Valiantly, Samantha attempted to follow his words. Her head shook with the effort.

“Les is engaged to Jim Bailey. I'm sure you remember Jim Bailey, you spent enough time with him at the party.”

“Yes, but . . .”

“No buts,” he interrupted. “Les likes to have a couple of fish on the line, and when she got it through her head I wasn't in season, she netted Jim without a struggle.”

“But I thought . . .”

“I know what you thought.” He cut her off again and smiled. “Running away a few days early, weren't you?”

“I wasn't running. How did you know I was leaving?”

“Sabrina told me.”

“Bree?” Samantha whispered. Bree did that?

“Yeah, yesterday. She came to see me while you were packing. I like this spot right here,” he stated, planting his lips against the hollow of her throat. “I've had a devil of a time putting things in order since then, so I could take time for a honeymoon. Busy time of year for a cattleman.”

“Honeymoon?” Her skin was trembling where his lips continued to taste.

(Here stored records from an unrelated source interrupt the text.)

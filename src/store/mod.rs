//! C5: Metadata Store.
//!
//! Transactional CRUD on Upload/Document/Chunk/Query over `rusqlite`
//! (bundled). Each public operation opens one transaction;
//! `bulk_insert_chunks` and `set_chunk_embedding_keys` batch within that
//! transaction so concurrent readers never observe a partially-written
//! document (§4.9's "create row, fill later" prohibition).

mod schema;

use std::path::Path;
use std::str::FromStr;
use std::sync::Mutex;

use chrono::{DateTime, Utc};
use rusqlite::{params, Connection, OptionalExtension};
use uuid::Uuid;

use crate::errors::{CoreError, CoreResult};
use crate::types::{
    Chunk, Citation, Document, DocumentStatus, FileType, Query, RetrievalStats, Upload, UploadStatus,
};

pub struct MetadataStore {
    conn: Mutex<Connection>,
}

fn now_rfc3339() -> String {
    Utc::now().to_rfc3339()
}

fn parse_dt(s: &str) -> CoreResult<DateTime<Utc>> {
    DateTime::parse_from_rfc3339(s)
        .map(|dt| dt.with_timezone(&Utc))
        .map_err(|e| CoreError::internal(anyhow::anyhow!(e)))
}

“I've got a good foreman,” he continued, as if thinking aloud. “I reckon he can manage things for a while. I could use another day or two. I had a nice long honeymoon in mind, someplace quiet.” He brought his attention back to her stunned face. “You've never been to Bora Bora, have you?”

“Are you talking about getting your ranch in order so you can take time off to marry me?” She attempted to speak slowly and clearly while her emotions whirled like a summer tornado.

“Just being practical,” he explained with a bland smile.

“Why you conceited, overbearing . . . Just what makes you think I'll marry you? You sit back and make all these plans and expect me to run off to Bora Bora with you like a passive little puppy. Of all the chauvinist—”

“How about Antarctica?” he suggested, willing to be reasonable. “Not too many people there, either.”

“You're crazy. I never said I'd marry you. What makes you think . . .” Her tirade was cut off effectively as his mouth coaxed her silence. When he let her breathe, her voice had lost its strength. “That's not going to help you. I'm not in love with you.”

“Seems to me I recall someone telling me she was a totally honest person.” His gaze was disconcertingly direct. He held her chin, preventing her face from turning away. “You want to look at me and tell me that again? You've been fighting me all along, and I think I've just about used up my patience.” His lips were teasing hers again, and his hands moved over her with more urgency. “Mmm, but you have a nice body. I can't take much more of this waiting around. Six months is a long time, Sam. I've wanted you from the minute you stood there ordering Dan to have his man tend to the horses.”

“Yes, you let me know very early what you wanted.” She no longer struggled, but lay passive in his arms.

“Gave you something to think about. Of course, you didn't know I wanted you to be my wife, too. It was easy to tell you I wanted you, but a bit difficult to tell you I loved you. Sam, look at me.” She shook her head, but the fingers on her chin tightened in authority. “Look at me.” She obeyed, her lids opening to reveal eyes veiled with tears. “You stubborn little idiot. Listen carefully, I've never said this to another woman, and I've had to wait too long to say it to you. If you don't marry me soon, I'm going to lose my mind.” His mouth took hers, spinning the world into nothing. Her arms flew around him as pain evaporated into unspeakable joy. “Samantha.” He buried his face in the lushness of her hair. “It's been quite a race.”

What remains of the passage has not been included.